Voltairine de Cleyre has a vision for the future

In 1908, the writer Voltairine de Cleyre gave a lecture titled “Modern Educational Reform” at a New York City conference, declaring the education system a conveyor belt to grind individual students down for the service of state industry. Experiential learning, away from the classroom and its confines, was her solution.

Students learn geography through drawing maps of their neighborhoods, environmental science through stewardship over the flowers and bees. Over a hundred and fifteen years later, as civilization barrels towards a climate crisis, we are realizing the way we pass on knowledge and demonstrate that knowledge is outdated.

Joseph A. Labadie Collection, University of Michigan Library

Personalized AI-assisted learning offers an opportunity to bridge the gap between current education systems and experiential-based learning of the future, which has profound implications on how humans pass on knowledge of the environment.

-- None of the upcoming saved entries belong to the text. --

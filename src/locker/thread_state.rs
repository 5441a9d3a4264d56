// Copyright 2025 Ojima Abraham
// SPDX-License-Identifier: Apache-2.0

//! Per-thread bookkeeping for the synchronizer.
//!
//! Each thread keeps, per synchronizer, the id staged for the next operation,
//! the lock records it holds and whether it is parked after giving its locks
//! back. The state lives in a thread-local registry keyed by synchronizer so it
//! is never reachable from another thread.

use std::any::Any;
use std::cell::RefCell;
use std::collections::HashMap;
use std::rc::Rc;
use std::sync::atomic::{AtomicU64, Ordering};
use std::sync::Arc;

use super::table::{EntityId, LockState};

static NEXT_REGISTRY_KEY: AtomicU64 = AtomicU64::new(1);

thread_local! {
    static REGISTRY: RefCell<HashMap<u64, Box<dyn Any>>> = RefCell::new(HashMap::new());
}

/// Allocates a registry key for a new synchronizer.
pub(crate) fn next_registry_key() -> u64 {
    NEXT_REGISTRY_KEY.fetch_add(1, Ordering::Relaxed)
}

/// State of one thread with respect to one synchronizer.
#[derive(Debug)]
pub struct ThreadState<Id> {
    /// Id staged for the next shared operation (None = global).
    pub(crate) id: Option<Id>,
    /// Records this thread holds, including ones given back while sleeping.
    pub(crate) acquired: HashMap<Id, Arc<LockState>>,
    /// Set while parked after giving back every held id.
    pub(crate) sleeping: bool,
}

impl<Id: EntityId> ThreadState<Id> {
    fn new() -> Self {
        Self {
            id: None,
            acquired: HashMap::new(),
            sleeping: false,
        }
    }

    /// Returns true if the state carries nothing worth keeping.
    pub(crate) fn is_idle(&self) -> bool {
        self.acquired.is_empty() && !self.sleeping
    }
}

pub(crate) type SharedThreadState<Id> = Rc<RefCell<ThreadState<Id>>>;

/// Returns the calling thread's state for the synchronizer registered under `key`.
pub(crate) fn thread_state<Id: EntityId>(key: u64) -> SharedThreadState<Id> {
    REGISTRY.with(|registry| {
        let mut registry = registry.borrow_mut();
        let slot = registry
            .entry(key)
            .or_insert_with(|| Box::new(Rc::new(RefCell::new(ThreadState::<Id>::new()))));
        match slot.downcast_ref::<SharedThreadState<Id>>() {
            Some(state) => Rc::clone(state),
            None => {
                // Keys are unique per synchronizer, so the type always matches.
                let state = Rc::new(RefCell::new(ThreadState::<Id>::new()));
                *slot = Box::new(Rc::clone(&state));
                state
            }
        }
    })
}

/// Drops the calling thread's state for `key` if it holds nothing.
pub(crate) fn discard_if_idle<Id: EntityId>(key: u64) {
    REGISTRY.with(|registry| {
        let mut registry = registry.borrow_mut();
        let idle = registry
            .get(&key)
            .and_then(|slot| slot.downcast_ref::<SharedThreadState<Id>>())
            .is_some_and(|state| state.try_borrow().is_ok_and(|state| state.is_idle()));
        if idle {
            registry.remove(&key);
        }
    });
}

#[cfg(test)]
mod tests {
    use super::*;

    #[test]
    fn test_state_is_per_key() {
        let a = next_registry_key();
        let b = next_registry_key();

        thread_state::<u32>(a).borrow_mut().id = Some(1);
        thread_state::<u32>(b).borrow_mut().id = Some(2);

        assert_eq!(thread_state::<u32>(a).borrow().id, Some(1));
        assert_eq!(thread_state::<u32>(b).borrow().id, Some(2));
    }

    #[test]
    fn test_state_is_per_thread() {
        let key = next_registry_key();
        thread_state::<u32>(key).borrow_mut().id = Some(9);

        let seen = std::thread::spawn(move || thread_state::<u32>(key).borrow().id)
            .join()
            .unwrap();
        assert_eq!(seen, None);
    }

    #[test]
    fn test_discard_if_idle() {
        let key = next_registry_key();
        let state = thread_state::<u32>(key);
        state
            .borrow_mut()
            .acquired
            .insert(3, Arc::new(LockState::new()));

        discard_if_idle::<u32>(key);
        assert_eq!(thread_state::<u32>(key).borrow().acquired.len(), 1);

        state.borrow_mut().acquired.clear();
        discard_if_idle::<u32>(key);
        drop(state);
        assert!(thread_state::<u32>(key).borrow().acquired.is_empty());
        assert_eq!(thread_state::<u32>(key).borrow().id, None);
    }
}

DBTS Systems and Conversational AI

Conversational AI systems engage student learning through conversation as experience. Intelligent tutoring systems (ITS) have been studied for forty years, and the latest innovation is dialogue-based tutoring systems (DBTS) of AI technologies. As if everyone had a private Aristotle to evaluate their responses and develop further learning opportunities, and unlike the real-long passed Aristotle, conversational AI technology gives feedback.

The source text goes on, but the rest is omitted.